◆ Problem
Pull every line with "ChunkFiles" from the data.

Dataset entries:
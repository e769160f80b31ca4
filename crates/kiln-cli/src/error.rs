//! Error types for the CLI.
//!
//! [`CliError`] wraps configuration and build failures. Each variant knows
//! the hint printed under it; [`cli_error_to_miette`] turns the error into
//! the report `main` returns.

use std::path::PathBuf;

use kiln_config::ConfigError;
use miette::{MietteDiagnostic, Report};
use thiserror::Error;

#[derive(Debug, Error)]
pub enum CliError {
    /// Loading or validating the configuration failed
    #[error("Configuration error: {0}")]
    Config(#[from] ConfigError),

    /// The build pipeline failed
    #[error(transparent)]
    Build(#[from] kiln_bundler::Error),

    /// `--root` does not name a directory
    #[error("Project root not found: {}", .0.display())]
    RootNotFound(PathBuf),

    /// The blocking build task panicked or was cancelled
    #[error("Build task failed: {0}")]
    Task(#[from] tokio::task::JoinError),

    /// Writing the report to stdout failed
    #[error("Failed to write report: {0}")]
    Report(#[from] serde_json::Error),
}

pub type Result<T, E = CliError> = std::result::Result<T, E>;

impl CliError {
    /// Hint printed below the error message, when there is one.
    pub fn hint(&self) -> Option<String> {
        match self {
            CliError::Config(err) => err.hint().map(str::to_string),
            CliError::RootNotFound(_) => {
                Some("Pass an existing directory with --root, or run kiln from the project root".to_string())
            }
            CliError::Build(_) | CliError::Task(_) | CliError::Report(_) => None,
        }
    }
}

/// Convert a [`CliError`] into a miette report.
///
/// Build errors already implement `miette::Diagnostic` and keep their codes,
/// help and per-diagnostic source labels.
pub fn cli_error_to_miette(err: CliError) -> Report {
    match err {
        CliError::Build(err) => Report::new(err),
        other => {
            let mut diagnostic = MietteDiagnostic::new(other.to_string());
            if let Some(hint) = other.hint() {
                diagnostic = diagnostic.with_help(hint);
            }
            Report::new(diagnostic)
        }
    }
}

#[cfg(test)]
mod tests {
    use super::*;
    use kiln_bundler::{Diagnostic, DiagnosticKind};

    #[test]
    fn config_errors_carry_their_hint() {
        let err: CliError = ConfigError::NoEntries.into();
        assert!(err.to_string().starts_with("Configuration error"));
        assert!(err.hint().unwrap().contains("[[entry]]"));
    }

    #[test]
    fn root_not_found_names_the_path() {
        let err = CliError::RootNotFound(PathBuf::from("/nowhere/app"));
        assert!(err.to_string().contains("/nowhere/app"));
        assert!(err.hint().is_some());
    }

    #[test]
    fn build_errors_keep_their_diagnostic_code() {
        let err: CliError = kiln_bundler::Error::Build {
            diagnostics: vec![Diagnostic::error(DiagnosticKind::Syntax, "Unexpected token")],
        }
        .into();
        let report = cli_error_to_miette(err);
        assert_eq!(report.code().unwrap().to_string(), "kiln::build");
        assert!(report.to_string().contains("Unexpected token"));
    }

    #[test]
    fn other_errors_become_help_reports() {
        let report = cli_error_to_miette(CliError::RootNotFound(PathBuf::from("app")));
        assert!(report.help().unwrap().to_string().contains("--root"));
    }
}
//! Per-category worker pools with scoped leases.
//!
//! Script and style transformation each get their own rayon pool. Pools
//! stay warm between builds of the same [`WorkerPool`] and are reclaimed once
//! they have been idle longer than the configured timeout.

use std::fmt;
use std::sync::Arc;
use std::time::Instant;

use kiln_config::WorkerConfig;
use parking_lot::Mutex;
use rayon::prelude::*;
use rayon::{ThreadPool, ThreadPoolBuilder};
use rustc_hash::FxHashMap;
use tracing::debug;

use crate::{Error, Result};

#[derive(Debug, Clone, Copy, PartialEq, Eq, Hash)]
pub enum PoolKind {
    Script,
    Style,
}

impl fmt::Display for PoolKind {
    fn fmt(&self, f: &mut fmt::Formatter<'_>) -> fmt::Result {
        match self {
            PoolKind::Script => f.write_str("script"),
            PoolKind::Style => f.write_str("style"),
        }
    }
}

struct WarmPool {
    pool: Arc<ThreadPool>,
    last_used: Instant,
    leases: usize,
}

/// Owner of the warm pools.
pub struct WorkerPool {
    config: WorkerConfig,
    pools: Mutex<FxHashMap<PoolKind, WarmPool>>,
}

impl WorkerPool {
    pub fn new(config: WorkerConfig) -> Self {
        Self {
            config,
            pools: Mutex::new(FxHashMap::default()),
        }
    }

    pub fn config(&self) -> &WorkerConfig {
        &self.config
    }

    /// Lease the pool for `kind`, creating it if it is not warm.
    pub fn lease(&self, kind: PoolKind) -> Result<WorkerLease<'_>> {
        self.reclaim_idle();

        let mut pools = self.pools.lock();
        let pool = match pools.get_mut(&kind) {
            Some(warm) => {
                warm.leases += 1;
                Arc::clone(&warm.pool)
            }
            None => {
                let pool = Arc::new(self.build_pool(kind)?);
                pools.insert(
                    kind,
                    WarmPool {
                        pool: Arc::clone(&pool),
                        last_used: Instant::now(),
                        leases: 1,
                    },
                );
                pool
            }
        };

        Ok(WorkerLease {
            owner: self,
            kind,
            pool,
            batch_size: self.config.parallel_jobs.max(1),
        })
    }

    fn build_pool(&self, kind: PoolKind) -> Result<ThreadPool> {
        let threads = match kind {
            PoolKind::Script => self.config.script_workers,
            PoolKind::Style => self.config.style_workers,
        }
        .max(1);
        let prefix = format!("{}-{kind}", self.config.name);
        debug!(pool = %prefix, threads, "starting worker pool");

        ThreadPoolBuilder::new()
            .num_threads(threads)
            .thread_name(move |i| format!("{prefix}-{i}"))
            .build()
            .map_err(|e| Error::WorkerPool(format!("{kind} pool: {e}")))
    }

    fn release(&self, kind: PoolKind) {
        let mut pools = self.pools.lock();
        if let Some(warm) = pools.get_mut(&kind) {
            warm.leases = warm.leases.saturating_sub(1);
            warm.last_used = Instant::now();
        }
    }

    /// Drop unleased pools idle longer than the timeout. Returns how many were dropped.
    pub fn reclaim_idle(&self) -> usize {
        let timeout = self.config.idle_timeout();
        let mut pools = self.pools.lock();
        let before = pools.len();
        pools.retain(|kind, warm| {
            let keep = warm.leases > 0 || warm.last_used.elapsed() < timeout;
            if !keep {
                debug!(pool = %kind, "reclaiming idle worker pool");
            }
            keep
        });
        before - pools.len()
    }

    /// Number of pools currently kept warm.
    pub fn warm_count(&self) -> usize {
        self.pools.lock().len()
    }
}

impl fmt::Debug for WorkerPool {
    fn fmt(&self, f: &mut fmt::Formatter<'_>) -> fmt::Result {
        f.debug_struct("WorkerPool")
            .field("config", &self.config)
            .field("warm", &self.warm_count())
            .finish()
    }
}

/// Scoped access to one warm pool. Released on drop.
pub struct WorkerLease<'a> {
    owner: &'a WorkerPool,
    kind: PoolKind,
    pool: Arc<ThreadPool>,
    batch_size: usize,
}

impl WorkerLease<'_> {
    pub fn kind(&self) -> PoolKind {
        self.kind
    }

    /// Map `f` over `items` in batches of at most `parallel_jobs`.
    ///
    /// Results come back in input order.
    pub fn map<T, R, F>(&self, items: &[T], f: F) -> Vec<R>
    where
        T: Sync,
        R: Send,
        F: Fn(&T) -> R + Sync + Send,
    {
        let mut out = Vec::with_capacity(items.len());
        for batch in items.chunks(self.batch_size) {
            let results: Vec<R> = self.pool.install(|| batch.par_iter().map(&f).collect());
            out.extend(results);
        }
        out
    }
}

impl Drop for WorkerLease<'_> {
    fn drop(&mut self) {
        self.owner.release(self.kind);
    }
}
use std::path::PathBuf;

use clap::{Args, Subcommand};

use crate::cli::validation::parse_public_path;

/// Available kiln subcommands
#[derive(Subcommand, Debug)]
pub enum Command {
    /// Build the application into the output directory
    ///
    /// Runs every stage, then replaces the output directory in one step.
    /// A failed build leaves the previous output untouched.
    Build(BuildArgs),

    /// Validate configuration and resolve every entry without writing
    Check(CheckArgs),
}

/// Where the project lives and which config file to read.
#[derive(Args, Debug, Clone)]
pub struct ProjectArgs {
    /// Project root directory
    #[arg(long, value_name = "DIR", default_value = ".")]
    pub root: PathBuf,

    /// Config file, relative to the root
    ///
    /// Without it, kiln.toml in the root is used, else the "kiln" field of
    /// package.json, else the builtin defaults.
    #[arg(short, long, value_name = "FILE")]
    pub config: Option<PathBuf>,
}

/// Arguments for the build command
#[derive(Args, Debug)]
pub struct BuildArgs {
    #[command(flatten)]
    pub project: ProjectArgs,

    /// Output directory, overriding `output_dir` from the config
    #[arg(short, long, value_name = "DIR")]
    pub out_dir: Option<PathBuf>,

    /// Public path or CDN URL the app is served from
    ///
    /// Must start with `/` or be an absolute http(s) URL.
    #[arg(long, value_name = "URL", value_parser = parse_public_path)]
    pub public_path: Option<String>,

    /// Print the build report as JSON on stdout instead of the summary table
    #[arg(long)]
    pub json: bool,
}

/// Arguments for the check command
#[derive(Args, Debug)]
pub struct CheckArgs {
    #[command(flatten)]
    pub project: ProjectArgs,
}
---
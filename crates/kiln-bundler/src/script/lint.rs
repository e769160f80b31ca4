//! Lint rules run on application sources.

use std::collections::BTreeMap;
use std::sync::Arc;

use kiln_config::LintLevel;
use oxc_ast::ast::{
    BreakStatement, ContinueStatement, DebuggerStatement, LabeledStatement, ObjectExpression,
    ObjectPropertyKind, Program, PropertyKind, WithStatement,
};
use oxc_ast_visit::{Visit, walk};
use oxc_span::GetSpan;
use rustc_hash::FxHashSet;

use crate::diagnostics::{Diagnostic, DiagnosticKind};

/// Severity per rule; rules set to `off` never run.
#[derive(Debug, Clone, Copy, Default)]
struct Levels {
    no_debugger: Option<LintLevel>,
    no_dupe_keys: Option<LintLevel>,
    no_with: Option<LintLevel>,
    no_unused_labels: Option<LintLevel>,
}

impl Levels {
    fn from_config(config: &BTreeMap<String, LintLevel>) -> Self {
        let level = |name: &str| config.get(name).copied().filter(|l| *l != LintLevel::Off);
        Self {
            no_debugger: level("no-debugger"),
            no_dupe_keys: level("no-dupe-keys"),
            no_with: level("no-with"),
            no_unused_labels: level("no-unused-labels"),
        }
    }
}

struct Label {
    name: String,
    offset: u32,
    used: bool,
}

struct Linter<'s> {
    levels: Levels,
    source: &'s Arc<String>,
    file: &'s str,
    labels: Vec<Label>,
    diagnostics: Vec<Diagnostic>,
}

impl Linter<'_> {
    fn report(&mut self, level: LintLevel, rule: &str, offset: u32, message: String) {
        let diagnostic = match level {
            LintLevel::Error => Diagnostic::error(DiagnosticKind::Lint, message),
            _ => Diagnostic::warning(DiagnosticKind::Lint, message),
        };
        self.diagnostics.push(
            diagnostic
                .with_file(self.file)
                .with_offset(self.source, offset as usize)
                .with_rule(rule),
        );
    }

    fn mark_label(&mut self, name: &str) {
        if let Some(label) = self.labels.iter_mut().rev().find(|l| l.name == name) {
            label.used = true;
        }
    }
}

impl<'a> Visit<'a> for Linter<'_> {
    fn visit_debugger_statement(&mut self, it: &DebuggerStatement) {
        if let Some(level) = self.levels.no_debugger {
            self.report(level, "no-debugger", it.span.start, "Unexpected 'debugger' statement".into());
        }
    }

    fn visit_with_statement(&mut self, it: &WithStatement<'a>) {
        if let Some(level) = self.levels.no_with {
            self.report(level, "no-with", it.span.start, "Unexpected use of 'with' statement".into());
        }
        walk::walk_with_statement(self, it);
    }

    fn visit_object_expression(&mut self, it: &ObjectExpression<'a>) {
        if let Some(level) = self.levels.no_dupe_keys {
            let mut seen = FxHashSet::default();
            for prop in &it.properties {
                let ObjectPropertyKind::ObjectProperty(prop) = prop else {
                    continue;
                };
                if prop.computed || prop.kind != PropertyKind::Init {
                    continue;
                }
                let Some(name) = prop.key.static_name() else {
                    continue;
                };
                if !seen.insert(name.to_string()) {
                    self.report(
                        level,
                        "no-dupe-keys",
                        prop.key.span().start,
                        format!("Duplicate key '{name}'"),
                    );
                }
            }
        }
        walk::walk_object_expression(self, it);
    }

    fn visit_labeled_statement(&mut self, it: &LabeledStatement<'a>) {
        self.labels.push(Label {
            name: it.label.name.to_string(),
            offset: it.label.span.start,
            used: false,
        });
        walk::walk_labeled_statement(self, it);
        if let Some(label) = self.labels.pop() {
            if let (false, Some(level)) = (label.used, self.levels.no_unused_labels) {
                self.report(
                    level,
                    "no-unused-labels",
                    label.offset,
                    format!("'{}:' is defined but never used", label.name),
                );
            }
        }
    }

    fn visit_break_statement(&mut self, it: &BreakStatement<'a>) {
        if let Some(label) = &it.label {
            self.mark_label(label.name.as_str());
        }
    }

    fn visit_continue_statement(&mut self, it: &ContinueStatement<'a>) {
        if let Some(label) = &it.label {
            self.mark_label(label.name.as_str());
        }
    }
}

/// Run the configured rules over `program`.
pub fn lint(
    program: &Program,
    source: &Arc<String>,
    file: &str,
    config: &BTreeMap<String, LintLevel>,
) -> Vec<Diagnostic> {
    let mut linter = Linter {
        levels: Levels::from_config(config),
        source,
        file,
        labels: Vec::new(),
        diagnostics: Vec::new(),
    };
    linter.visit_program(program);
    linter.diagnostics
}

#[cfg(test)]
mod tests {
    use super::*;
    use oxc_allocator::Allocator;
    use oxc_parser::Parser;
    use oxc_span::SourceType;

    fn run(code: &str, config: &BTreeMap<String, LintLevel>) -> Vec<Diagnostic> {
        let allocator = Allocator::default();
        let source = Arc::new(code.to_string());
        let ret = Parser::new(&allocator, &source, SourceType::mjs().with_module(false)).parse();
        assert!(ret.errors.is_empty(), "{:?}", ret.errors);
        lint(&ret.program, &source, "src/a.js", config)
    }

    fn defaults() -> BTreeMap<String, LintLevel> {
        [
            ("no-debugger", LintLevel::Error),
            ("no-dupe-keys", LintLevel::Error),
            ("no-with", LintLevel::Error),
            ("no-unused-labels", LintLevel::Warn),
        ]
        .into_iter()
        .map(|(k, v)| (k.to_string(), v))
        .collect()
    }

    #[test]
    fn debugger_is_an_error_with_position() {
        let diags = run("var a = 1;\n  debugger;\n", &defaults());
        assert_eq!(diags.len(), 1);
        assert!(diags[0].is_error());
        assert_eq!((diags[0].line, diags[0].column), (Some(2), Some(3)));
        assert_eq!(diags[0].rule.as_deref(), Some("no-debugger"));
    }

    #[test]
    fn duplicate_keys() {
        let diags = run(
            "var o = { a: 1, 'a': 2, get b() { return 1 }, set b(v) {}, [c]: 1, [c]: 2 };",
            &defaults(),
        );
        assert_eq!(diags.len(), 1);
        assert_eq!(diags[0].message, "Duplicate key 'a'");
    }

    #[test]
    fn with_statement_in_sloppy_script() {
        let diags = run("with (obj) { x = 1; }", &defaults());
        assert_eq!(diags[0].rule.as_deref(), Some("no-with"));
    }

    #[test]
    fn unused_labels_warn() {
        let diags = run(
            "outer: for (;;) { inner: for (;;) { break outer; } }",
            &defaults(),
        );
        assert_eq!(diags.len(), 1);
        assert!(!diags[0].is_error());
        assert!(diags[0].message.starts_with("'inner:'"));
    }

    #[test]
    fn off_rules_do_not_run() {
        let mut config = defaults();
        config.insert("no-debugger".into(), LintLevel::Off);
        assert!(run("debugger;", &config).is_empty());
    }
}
---
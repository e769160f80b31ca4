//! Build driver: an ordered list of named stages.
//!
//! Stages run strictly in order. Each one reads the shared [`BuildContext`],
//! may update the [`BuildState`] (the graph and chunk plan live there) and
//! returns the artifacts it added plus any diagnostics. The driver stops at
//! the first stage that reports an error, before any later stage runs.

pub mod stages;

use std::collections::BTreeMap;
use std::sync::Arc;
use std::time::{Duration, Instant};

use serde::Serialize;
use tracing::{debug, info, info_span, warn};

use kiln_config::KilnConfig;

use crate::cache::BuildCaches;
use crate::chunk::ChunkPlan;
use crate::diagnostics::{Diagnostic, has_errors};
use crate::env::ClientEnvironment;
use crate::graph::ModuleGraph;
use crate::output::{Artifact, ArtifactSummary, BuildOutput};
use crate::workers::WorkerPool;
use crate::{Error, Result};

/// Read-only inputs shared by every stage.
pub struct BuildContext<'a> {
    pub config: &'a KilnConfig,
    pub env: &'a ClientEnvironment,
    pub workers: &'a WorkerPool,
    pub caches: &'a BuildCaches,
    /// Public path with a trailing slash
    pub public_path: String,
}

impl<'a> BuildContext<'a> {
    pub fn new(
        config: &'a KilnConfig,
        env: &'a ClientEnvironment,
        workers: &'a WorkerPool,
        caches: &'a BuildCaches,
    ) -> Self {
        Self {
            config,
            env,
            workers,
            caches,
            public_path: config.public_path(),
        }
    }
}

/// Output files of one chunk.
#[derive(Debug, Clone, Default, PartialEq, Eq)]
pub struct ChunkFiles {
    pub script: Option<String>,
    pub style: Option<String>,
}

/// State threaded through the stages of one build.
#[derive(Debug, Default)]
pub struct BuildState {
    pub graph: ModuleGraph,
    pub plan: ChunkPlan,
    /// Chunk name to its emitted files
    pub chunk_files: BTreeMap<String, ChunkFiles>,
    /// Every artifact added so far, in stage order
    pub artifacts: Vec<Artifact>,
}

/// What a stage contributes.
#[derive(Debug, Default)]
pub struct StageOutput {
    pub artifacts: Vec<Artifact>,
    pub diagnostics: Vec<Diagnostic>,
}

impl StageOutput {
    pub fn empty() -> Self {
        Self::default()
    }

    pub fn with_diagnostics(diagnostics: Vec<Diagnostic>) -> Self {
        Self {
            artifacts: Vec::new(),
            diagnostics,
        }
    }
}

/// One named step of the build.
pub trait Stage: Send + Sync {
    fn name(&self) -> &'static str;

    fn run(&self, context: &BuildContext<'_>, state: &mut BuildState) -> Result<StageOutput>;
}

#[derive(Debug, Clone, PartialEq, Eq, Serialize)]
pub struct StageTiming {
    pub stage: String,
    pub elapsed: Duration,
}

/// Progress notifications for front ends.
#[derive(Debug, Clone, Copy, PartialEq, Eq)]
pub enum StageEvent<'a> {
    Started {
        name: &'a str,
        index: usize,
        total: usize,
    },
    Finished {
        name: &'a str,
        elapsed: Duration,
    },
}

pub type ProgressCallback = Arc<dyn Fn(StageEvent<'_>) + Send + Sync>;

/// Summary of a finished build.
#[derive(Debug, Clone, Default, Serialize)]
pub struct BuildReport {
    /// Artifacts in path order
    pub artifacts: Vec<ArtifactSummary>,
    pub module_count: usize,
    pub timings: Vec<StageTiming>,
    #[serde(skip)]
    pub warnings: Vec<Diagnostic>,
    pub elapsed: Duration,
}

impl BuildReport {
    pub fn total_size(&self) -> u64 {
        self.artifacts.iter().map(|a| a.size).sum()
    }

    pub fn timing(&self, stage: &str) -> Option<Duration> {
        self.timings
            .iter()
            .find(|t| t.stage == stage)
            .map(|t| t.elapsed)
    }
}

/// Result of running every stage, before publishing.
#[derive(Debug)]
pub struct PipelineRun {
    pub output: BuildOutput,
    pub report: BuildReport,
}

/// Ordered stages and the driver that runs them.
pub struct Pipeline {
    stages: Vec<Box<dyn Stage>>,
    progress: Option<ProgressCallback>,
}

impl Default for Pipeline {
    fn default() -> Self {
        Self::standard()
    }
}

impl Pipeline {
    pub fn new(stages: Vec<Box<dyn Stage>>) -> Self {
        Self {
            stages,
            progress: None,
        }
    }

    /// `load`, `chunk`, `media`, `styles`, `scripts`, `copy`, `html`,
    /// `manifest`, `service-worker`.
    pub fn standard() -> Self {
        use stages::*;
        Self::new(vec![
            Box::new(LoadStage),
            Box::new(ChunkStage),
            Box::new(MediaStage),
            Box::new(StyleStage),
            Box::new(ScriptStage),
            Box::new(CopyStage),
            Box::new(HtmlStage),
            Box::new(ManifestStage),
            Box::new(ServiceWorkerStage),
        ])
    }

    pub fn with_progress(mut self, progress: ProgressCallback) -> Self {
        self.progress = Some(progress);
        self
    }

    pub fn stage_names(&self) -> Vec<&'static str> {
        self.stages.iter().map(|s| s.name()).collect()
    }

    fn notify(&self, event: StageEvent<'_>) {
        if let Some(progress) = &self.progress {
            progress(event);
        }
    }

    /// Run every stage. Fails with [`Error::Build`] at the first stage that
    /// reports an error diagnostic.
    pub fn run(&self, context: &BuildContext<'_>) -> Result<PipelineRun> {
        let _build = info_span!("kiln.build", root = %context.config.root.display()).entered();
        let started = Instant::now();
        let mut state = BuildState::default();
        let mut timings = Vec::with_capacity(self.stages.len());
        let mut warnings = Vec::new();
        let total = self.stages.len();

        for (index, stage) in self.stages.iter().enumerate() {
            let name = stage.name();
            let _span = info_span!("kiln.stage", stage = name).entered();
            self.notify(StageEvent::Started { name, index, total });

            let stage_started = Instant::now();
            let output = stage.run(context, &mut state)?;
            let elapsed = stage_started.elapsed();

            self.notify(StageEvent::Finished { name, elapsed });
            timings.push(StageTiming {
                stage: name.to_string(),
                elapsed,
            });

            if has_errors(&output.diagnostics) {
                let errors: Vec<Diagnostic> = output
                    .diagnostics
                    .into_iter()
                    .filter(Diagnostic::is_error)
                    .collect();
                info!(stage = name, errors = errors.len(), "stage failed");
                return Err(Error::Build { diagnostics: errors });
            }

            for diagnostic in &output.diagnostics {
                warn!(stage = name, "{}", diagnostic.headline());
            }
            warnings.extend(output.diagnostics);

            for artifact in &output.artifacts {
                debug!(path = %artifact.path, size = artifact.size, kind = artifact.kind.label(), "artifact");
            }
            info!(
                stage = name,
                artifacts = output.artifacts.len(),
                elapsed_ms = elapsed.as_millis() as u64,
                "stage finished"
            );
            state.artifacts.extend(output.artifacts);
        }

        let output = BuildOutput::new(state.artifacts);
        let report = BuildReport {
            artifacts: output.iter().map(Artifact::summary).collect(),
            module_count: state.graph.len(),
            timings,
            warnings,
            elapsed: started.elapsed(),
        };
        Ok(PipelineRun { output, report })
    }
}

◆ Output below
pub struct ChunkFiles {
    pub chunk_files: BTreeMap<String, ChunkFiles>,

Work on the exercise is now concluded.